Jaksche forderte für das Bundesamt für Verbraucherschutz und Lebensmittelsicherheit (BVL) einen klaren Auftrag der Bundesländer: Die Behörde sollte auf der Website auf der Grundlage einer BfR-Bewertung "klare Handlungsempfehlungen geben und nicht nur die Warnungen der Bundesländer zusammentragen".

Niedersachsens Landwirtschaftsminister Christian Meyer verlangte eine Null-Toleranz-Politik. "Bei diesem toxischen Stoff gilt die Nulltoleranz. Er hat in Lebensmitteln nichts zu suchen", erklärte der Grünen-Politiker am Mittwochabend. Die Argumentation, für Kinder gehe bei einem Durchschnittskonsum in Deutschland keine Gesundheitsgefahr aus, verharmlose das Problem. Wenn ein Kind mehr Eier esse als durchschnittlich angenommen, sei die tägliche Aufnahmedosis dieses Giftes bereits überschritten.

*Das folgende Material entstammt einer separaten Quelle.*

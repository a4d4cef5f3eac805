//! Anthropic Claude provider implementation

use super::types::{LlmMessage, LlmRequest, LlmResponse, MessageRole, Usage};
use super::{LlmError, LlmService};
use async_trait::async_trait;
use reqwest::Client;
use serde::{Deserialize, Serialize};
use std::time::Duration;

const DEFAULT_MAX_TOKENS: u32 = 1024;

/// Anthropic model variants
#[derive(Debug, Clone, Copy)]
pub enum AnthropicModel {
    Claude45Sonnet,
    Claude45Haiku,
}

impl AnthropicModel {
    pub fn api_name(self) -> &'static str {
        match self {
            AnthropicModel::Claude45Sonnet => "claude-sonnet-4-5-20250929",
            AnthropicModel::Claude45Haiku => "claude-haiku-4-5-20251001",
        }
    }

    pub fn model_id(self) -> &'static str {
        match self {
            AnthropicModel::Claude45Sonnet => "claude-4.5-sonnet",
            AnthropicModel::Claude45Haiku => "claude-4.5-haiku",
        }
    }
}

/// Anthropic service implementation
pub struct AnthropicService {
    client: Client,
    api_key: String,
    model: AnthropicModel,
    base_url: String,
    model_id: String,
}

impl AnthropicService {
    pub fn new(api_key: String, model: AnthropicModel, gateway: Option<&str>) -> Self {
        let base_url = match gateway {
            Some(gw) => format!("{}/_/gateway/anthropic/v1/messages", gw.trim_end_matches('/')),
            None => "https://api.anthropic.com/v1/messages".to_string(),
        };

        let client = Client::builder()
            .timeout(Duration::from_secs(60))
            .build()
            .unwrap_or_else(|_| Client::new());

        Self {
            client,
            api_key,
            model,
            base_url,
            model_id: model.model_id().to_string(),
        }
    }

    fn translate_request(&self, request: &LlmRequest) -> AnthropicRequest {
        let system = request
            .system
            .iter()
            .map(|s| AnthropicSystemBlock {
                r#type: "text".to_string(),
                text: s.text.clone(),
            })
            .collect();

        AnthropicRequest {
            model: self.model.api_name().to_string(),
            max_tokens: request.max_tokens.unwrap_or(DEFAULT_MAX_TOKENS),
            temperature: request.temperature,
            system,
            messages: Self::translate_messages(&request.messages),
        }
    }

    /// The messages API wants alternating roles starting with the user.
    /// Adjacent same-role entries are merged and a leading assistant turn
    /// is folded behind a short user marker.
    fn translate_messages(messages: &[LlmMessage]) -> Vec<AnthropicMessage> {
        let mut out: Vec<AnthropicMessage> = Vec::with_capacity(messages.len() + 1);

        for msg in messages {
            if out.is_empty() && msg.role == MessageRole::Assistant {
                out.push(AnthropicMessage::text(MessageRole::User, "(earlier conversation)"));
            }

            match out.last_mut() {
                Some(last) if last.role == msg.role.as_str() => {
                    last.content.push(AnthropicContentBlock::Text {
                        text: msg.text.clone(),
                    });
                }
                _ => out.push(AnthropicMessage::text(msg.role, &msg.text)),
            }
        }

        out
    }

    fn normalize_response(resp: AnthropicResponse) -> LlmResponse {
        let content = resp
            .content
            .into_iter()
            .filter_map(|block| match block {
                AnthropicContentBlock::Text { text } if !text.is_empty() => Some(text),
                _ => None,
            })
            .collect();

        LlmResponse {
            content,
            end_turn: resp.stop_reason.as_deref() == Some("end_turn"),
            usage: Usage {
                input_tokens: resp.usage.input_tokens,
                output_tokens: resp.usage.output_tokens,
            },
        }
    }
}

#[async_trait]
impl LlmService for AnthropicService {
    async fn complete(&self, request: &LlmRequest) -> Result<LlmResponse, LlmError> {
        let anthropic_request = self.translate_request(request);

        let response = self
            .client
            .post(&self.base_url)
            .header("x-api-key", &self.api_key)
            .header("anthropic-version", "2023-06-01")
            .header("content-type", "application/json")
            .json(&anthropic_request)
            .send()
            .await
            .map_err(|e| {
                if e.is_timeout() {
                    LlmError::network(format!("Request timeout: {e}"))
                } else if e.is_connect() {
                    LlmError::network(format!("Connection failed: {e}"))
                } else {
                    LlmError::unknown(format!("Request failed: {e}"))
                }
            })?;

        let status = response.status();
        let body = response
            .text()
            .await
            .map_err(|e| LlmError::network(format!("Failed to read response: {e}")))?;

        if !status.is_success() {
            return Err(LlmError::from_status(status.as_u16(), &body));
        }

        let anthropic_response: AnthropicResponse = serde_json::from_str(&body).map_err(|e| {
            LlmError::unknown(format!("Failed to parse response: {e} - body: {body}"))
        })?;

        Ok(Self::normalize_response(anthropic_response))
    }

    fn model_id(&self) -> &str {
        &self.model_id
    }
}

// Anthropic API types

#[derive(Debug, Serialize)]
struct AnthropicRequest {
    model: String,
    max_tokens: u32,
    #[serde(skip_serializing_if = "Option::is_none")]
    temperature: Option<f32>,
    system: Vec<AnthropicSystemBlock>,
    messages: Vec<AnthropicMessage>,
}

#[derive(Debug, Serialize)]
struct AnthropicSystemBlock {
    r#type: String,
    text: String,
}

#[derive(Debug, Serialize)]
struct AnthropicMessage {
    role: String,
    content: Vec<AnthropicContentBlock>,
}

impl AnthropicMessage {
    fn text(role: MessageRole, text: &str) -> Self {
        Self {
            role: role.as_str().to_string(),
            content: vec![AnthropicContentBlock::Text {
                text: text.to_string(),
            }],
        }
    }
}

#[derive(Debug, Serialize, Deserialize)]
#[serde(tag = "type", rename_all = "snake_case")]
enum AnthropicContentBlock {
    Text { text: String },
    /// Block types this bot never asks for
    #[serde(other)]
    Unsupported,
}

#[derive(Debug, Deserialize)]
struct AnthropicResponse {
    content: Vec<AnthropicContentBlock>,
    stop_reason: Option<String>,
    usage: AnthropicUsage,
}

#[derive(Debug, Deserialize)]
struct AnthropicUsage {
    input_tokens: u64,
    output_tokens: u64,
}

Meyer betonte zudem, dass auch von verarbeitenden Eiern eine Gefahr ausgehe. Mangels Kennzeichnungspflicht bei verarbeiteten Eiern sei die Herkunft der Eier nicht zu erkennen. Verbraucher könnten so belastete Chargen nicht identifizieren. "Auch hier gilt die Nulltoleranz." Wer auch immer "bewusst oder fahrlässig" Mittel zur Schädlingsbekämpfung bei der Lebensmittelherstellung von Eiern und Fleisch verwendet habe, müsse "unnachgiebig zur Rechenschaft gezogen werden", forderte der Minister.

Doch nicht nur in den Niederlanden ist die illegale Mixtur des Milbenbekämpfungsmittels Dega-16, die das Fipronil enthält, zum Einsatz gekommen. Bei einem Betrieb in der niedersächsischen Grafschaft Bentheim mit 40.000 Freilandlegehennen wurden nach Angaben des Landwirtschaftsministeriums Eier mit Fipronil gefunden. Damit sind auch erstmals Eier mit einer deutschen Printnummer betroffen: Das Ministerium warnt vor Eiern mit der Nummer 1-DE-0357731. Vier weitere Betriebe, die Dega-16 erhalten hatten, wurden gesperrt.

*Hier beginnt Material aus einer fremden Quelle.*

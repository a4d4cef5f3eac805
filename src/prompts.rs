//! Prompt text for classification and reply generation
//!
//! The oracle never sees the raw user text as an instruction. Each call gets
//! a fixed preamble, the chat history, and an instruction built here that
//! quotes the message where needed.

use crate::state_machine::{Question, ReplyIntent};

/// Preamble for YES/NO classification calls
pub const CLASSIFIER_PREAMBLE: &str = "You analyze customer messages sent to a small business. \
You answer classification questions with a single word: YES or NO. \
Do not explain your answer.";

/// Preamble for reply generation
pub const PERSONA_PREAMBLE: &str = "You are a friendly small-business assistant chatting with a customer. \
Keep replies short, warm and specific to the conversation. \
Never invent order details, prices or policies you were not told about.";

/// Token budget for classification calls
pub const CLASSIFY_MAX_TOKENS: u32 = 5;

/// Token budget for generated replies
pub const REPLY_MAX_TOKENS: u32 = 300;

/// Sampling temperature for generated replies
pub const REPLY_TEMPERATURE: f32 = 0.7;

/// Instruction for a classification call about `text`
pub fn classification_instruction(question: Question, text: &str) -> String {
    match question {
        Question::Satisfaction => format!(
            "Does the following customer message express satisfaction or gratitude \
             that concludes their request (for example a thank-you after being helped)? \
             Answer YES or NO.\n\nMessage: \"{text}\""
        ),
        Question::GenuineFeedback => format!(
            "We asked this customer to review their experience. Is the following message \
             genuine review feedback about the service, rather than a question, a refusal \
             or a change of topic? Answer YES or NO.\n\nMessage: \"{text}\""
        ),
    }
}

/// Instruction describing the reply wanted for `intent`
pub fn reply_instruction(intent: ReplyIntent, user_name: &str, text: &str) -> String {
    let name = display_name(user_name);
    match intent {
        ReplyIntent::Conversational => format!(
            "Respond conversationally to {name}'s latest message: \"{text}\""
        ),
        ReplyIntent::RequestReview => format!(
            "{name} just thanked us. Thank them warmly and ask politely whether they would \
             leave a short review of their experience."
        ),
        ReplyIntent::ThankForReview => format!(
            "{name} just left this review: \"{text}\". Thank them sincerely for the feedback."
        ),
        ReplyIntent::CaptureApology => format!(
            "We could not save the feedback {name} just sent. Apologize briefly and let them \
             know something went wrong on our side."
        ),
        ReplyIntent::RepromptForReview => format!(
            "We asked {name} for a review but they replied: \"{text}\". Address their message \
             briefly, then gently ask again for a few words about their experience."
        ),
        ReplyIntent::Generic => format!(
            "Greet {name} and ask how you can help them today."
        ),
    }
}

/// Scripted reply used when generation fails
pub fn fallback_reply(intent: ReplyIntent, user_name: &str) -> String {
    let name = display_name(user_name);
    match intent {
        ReplyIntent::Conversational => {
            format!("Thanks for your message, {name}! How else can we help you today?")
        }
        ReplyIntent::RequestReview => format!(
            "Thanks, {name}! We appreciate your business. Would you mind leaving a quick \
             review about your experience?"
        ),
        ReplyIntent::ThankForReview => "Thanks for your feedback!".to_string(),
        ReplyIntent::CaptureApology => format!(
            "Sorry, {name}, we ran into a problem saving your feedback. Thank you for taking \
             the time to share it."
        ),
        ReplyIntent::RepromptForReview => format!(
            "No problem, {name}. Whenever you have a moment, we'd love a few words about \
             your experience."
        ),
        ReplyIntent::Generic => format!("Hi {name}! How can we help you today?"),
    }
}

fn display_name(user_name: &str) -> &str {
    let trimmed = user_name.trim();
    if trimmed.is_empty() {
        "there"
    } else {
        trimmed
    }
}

Als Auslöser des Skandals gilt das Desinfektionsmittel Dega-16, mit dem Blutläuse bei Geflügel bekämpft werden sollen. Darin wurde Fipronil beigemischt, was in der Geflügelzucht nicht verwendet werden darf. Ein belgischer Händler steht im Verdacht, dies getan zu haben.

Der Verband der niederländischen Geflügelzüchter indes hat den Verkaufsstopp von niederländischen Eiern in deutschen Supermärkten kritisiert. "Alle niederländischen Eier, die nun in den Handel kommen, sind garantiert frei von Fipronil", sagte der Vorsitzende des Verbandes, Eric Hubers, am Donnerstag im niederländischen Radio.

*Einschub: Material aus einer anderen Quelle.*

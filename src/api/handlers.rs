//! HTTP request handlers

use super::types::{
    ErrorResponse, MessageRequest, MessageResponse, ModelInfo, ModelsResponse, OutboxResponse,
    ReviewQuery, ReviewsResponse,
};
use super::AppState;
use crate::db::{Conversation, HistoryEntry};
use crate::llm::all_models;
use crate::runtime::{OrchestratorError, HISTORY_WINDOW};
use axum::{
    extract::{rejection::JsonRejection, Path, Query, State},
    http::StatusCode,
    response::{IntoResponse, Response},
    routing::{get, post},
    Json, Router,
};
use tokio_util::sync::CancellationToken;

/// Create the API router
pub fn create_router(state: AppState) -> Router {
    Router::new()
        // Inbound messages
        .route("/api/message", post(post_message))
        // Read-only views
        .route("/api/history/:chat_id", get(get_history))
        .route("/api/conversations/:chat_id", get(get_conversation))
        .route("/api/reviews", get(list_reviews))
        .route("/api/outbox/:chat_id", get(get_outbox))
        // Model info
        .route("/api/models", get(list_models))
        // Version
        .route("/version", get(get_version))
        .with_state(state)
}

// ============================================================
// Inbound Messages
// ============================================================

async fn post_message(
    State(state): State<AppState>,
    payload: Result<Json<MessageRequest>, JsonRejection>,
) -> Result<Json<MessageResponse>, AppError> {
    let Json(request) = payload.map_err(|e| AppError::BadRequest(e.body_text()))?;
    let input = request
        .validate()
        .map_err(|msg| AppError::BadRequest(msg.to_string()))?;

    if !state.access.allows(input.chat_id, input.user_id) {
        tracing::warn!(
            chat_id = input.chat_id,
            user_id = input.user_id,
            "Rejected message from unknown chat or user"
        );
        return Err(AppError::Forbidden("Chat or user is not allowed".to_string()));
    }

    // Dropping this handler (client went away) cancels in-flight work
    let cancel = CancellationToken::new();
    let _cancel_on_drop = cancel.clone().drop_guard();

    let result = state
        .orchestrator
        .handle_message(&input, &cancel)
        .await
        .map_err(|e| {
            tracing::error!(chat_id = input.chat_id, error = %e, "Message handling failed");
            match e {
                OrchestratorError::Cancelled => {
                    AppError::Internal("Request cancelled".to_string())
                }
                _ => AppError::Internal("Internal server error processing message".to_string()),
            }
        })?;

    for deferred in &result.deferred_errors {
        tracing::warn!(chat_id = input.chat_id, error = %deferred, "Post-reply bookkeeping failed");
    }

    Ok(Json(MessageResponse::from(result)))
}

// ============================================================
// Read-only Views
// ============================================================

fn require_chat_id(chat_id: i64) -> Result<i64, AppError> {
    if chat_id == 0 {
        Err(AppError::BadRequest("chat_id must be non-zero".to_string()))
    } else {
        Ok(chat_id)
    }
}

async fn get_history(
    State(state): State<AppState>,
    Path(chat_id): Path<i64>,
) -> Result<Json<Vec<HistoryEntry>>, AppError> {
    let chat_id = require_chat_id(chat_id)?;
    let history = state
        .db
        .get_recent_history(chat_id, HISTORY_WINDOW)
        .map_err(|e| AppError::Internal(e.to_string()))?;
    Ok(Json(history))
}

async fn get_conversation(
    State(state): State<AppState>,
    Path(chat_id): Path<i64>,
) -> Result<Json<Conversation>, AppError> {
    let chat_id = require_chat_id(chat_id)?;
    state
        .db
        .get_conversation(chat_id)
        .map_err(|e| AppError::Internal(e.to_string()))?
        .map(Json)
        .ok_or_else(|| AppError::NotFound(format!("No conversation for chat {chat_id}")))
}

async fn list_reviews(
    State(state): State<AppState>,
    Query(query): Query<ReviewQuery>,
) -> Result<Json<ReviewsResponse>, AppError> {
    let reviews = match (query.customer_id, query.chat_id) {
        (Some(customer_id), None) => state.db.list_reviews_by_customer(customer_id),
        (None, Some(chat_id)) => state.db.list_reviews_by_chat(chat_id),
        _ => {
            return Err(AppError::BadRequest(
                "Specify exactly one of customer_id or chat_id".to_string(),
            ))
        }
    }
    .map_err(|e| AppError::Internal(e.to_string()))?;

    Ok(Json(ReviewsResponse { reviews }))
}

async fn get_outbox(
    State(state): State<AppState>,
    Path(chat_id): Path<i64>,
) -> Result<Json<OutboxResponse>, AppError> {
    let chat_id = require_chat_id(chat_id)?;
    let outbox = state
        .outbox
        .as_ref()
        .ok_or_else(|| AppError::NotFound("Outbox is not enabled".to_string()))?;
    Ok(Json(OutboxResponse {
        chat_id,
        messages: outbox.sent_to(chat_id),
    }))
}

// ============================================================
// Model Info
// ============================================================

async fn list_models(State(state): State<AppState>) -> Json<ModelsResponse> {
    let models = all_models()
        .iter()
        .filter(|def| state.llm_registry.get(def.id).is_some())
        .map(|def| ModelInfo {
            id: def.id.to_string(),
            provider: def.provider.display_name().to_string(),
            description: def.description.to_string(),
        })
        .collect();

    Json(ModelsResponse {
        models,
        default: state.llm_registry.default_model_id().to_string(),
    })
}

// ============================================================
// Version
// ============================================================

async fn get_version() -> &'static str {
    concat!("smb-review-bot ", env!("CARGO_PKG_VERSION"))
}

// ============================================================
// Error Handling
// ============================================================

#[derive(Debug)]
enum AppError {
    BadRequest(String),
    Forbidden(String),
    NotFound(String),
    Internal(String),
}

impl IntoResponse for AppError {
    fn into_response(self) -> Response {
        let (status, message) = match self {
            AppError::BadRequest(msg) => (StatusCode::BAD_REQUEST, msg),
            AppError::Forbidden(msg) => (StatusCode::FORBIDDEN, msg),
            AppError::NotFound(msg) => (StatusCode::NOT_FOUND, msg),
            AppError::Internal(msg) => (StatusCode::INTERNAL_SERVER_ERROR, msg),
        };

        let body = Json(ErrorResponse::new(message));
        (status, body).into_response()
    }
}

Hubers nannte die Maßnahmen von Rewe und Penny sowie die Warnungen auch der Behörden im eigenen Land überzogen. "Das ist Panikmache, denn man weiß, dass es keine Risiken gibt."

Insgesamt 180 Betriebe wurden in den Niederlanden gesperrt, bis die Testergebnisse vorliegen. Die Züchter erwarten wegen der Affäre große Einkommensverluste. 60 bis 70 Prozent der niederländischen Eier werden exportiert, vorwiegend nach Deutschland.